Stored data:
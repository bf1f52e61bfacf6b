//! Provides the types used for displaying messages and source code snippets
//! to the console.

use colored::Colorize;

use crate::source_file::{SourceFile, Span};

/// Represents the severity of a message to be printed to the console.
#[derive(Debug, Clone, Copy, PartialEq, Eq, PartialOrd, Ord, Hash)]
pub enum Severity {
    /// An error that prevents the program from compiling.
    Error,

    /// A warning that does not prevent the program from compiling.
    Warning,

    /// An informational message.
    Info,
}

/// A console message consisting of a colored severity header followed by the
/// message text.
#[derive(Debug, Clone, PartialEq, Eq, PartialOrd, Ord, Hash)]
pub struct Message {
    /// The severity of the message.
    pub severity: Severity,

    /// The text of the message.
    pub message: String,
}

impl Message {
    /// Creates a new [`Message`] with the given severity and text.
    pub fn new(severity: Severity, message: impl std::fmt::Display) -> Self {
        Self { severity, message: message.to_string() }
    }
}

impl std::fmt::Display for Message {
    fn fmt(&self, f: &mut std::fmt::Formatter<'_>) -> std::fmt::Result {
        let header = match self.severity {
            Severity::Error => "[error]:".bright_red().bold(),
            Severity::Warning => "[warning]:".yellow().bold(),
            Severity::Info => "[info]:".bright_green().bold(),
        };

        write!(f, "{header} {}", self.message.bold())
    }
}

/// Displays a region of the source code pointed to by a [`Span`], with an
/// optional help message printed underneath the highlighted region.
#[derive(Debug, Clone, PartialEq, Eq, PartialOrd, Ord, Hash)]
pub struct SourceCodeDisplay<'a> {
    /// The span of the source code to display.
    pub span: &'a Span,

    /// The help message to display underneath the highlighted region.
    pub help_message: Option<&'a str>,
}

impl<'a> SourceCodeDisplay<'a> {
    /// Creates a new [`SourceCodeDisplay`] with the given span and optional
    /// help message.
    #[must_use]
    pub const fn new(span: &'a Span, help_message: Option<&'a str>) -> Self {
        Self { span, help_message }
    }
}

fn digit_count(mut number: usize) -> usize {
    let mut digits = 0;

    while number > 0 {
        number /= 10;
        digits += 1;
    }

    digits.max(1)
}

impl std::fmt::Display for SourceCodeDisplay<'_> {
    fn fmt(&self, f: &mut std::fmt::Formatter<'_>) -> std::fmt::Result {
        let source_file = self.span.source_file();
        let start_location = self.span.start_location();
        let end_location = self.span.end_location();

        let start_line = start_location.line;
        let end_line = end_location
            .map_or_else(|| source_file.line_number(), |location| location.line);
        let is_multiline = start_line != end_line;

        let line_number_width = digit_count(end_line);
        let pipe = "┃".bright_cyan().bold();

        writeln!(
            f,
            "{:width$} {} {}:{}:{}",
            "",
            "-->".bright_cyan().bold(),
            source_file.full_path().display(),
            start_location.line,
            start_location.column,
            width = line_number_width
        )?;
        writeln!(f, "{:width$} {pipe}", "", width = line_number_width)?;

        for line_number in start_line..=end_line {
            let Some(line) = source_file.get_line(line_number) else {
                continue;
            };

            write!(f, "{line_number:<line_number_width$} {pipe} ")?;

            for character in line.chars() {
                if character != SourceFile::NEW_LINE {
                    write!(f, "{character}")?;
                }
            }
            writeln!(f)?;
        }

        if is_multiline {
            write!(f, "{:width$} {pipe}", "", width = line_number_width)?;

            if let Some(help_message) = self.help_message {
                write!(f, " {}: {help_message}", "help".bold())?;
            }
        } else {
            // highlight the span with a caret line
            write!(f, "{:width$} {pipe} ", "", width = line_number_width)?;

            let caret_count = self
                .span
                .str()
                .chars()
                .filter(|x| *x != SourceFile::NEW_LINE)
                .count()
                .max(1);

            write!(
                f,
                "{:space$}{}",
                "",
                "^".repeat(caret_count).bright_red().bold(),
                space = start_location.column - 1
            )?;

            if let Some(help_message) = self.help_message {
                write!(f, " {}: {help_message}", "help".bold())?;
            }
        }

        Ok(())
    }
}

_REQUIRED ACTION_: Look for the word "header" in every line of the records. State how many lines contain it, and write only the number.

_ANSWER FOR THE TASK_: 3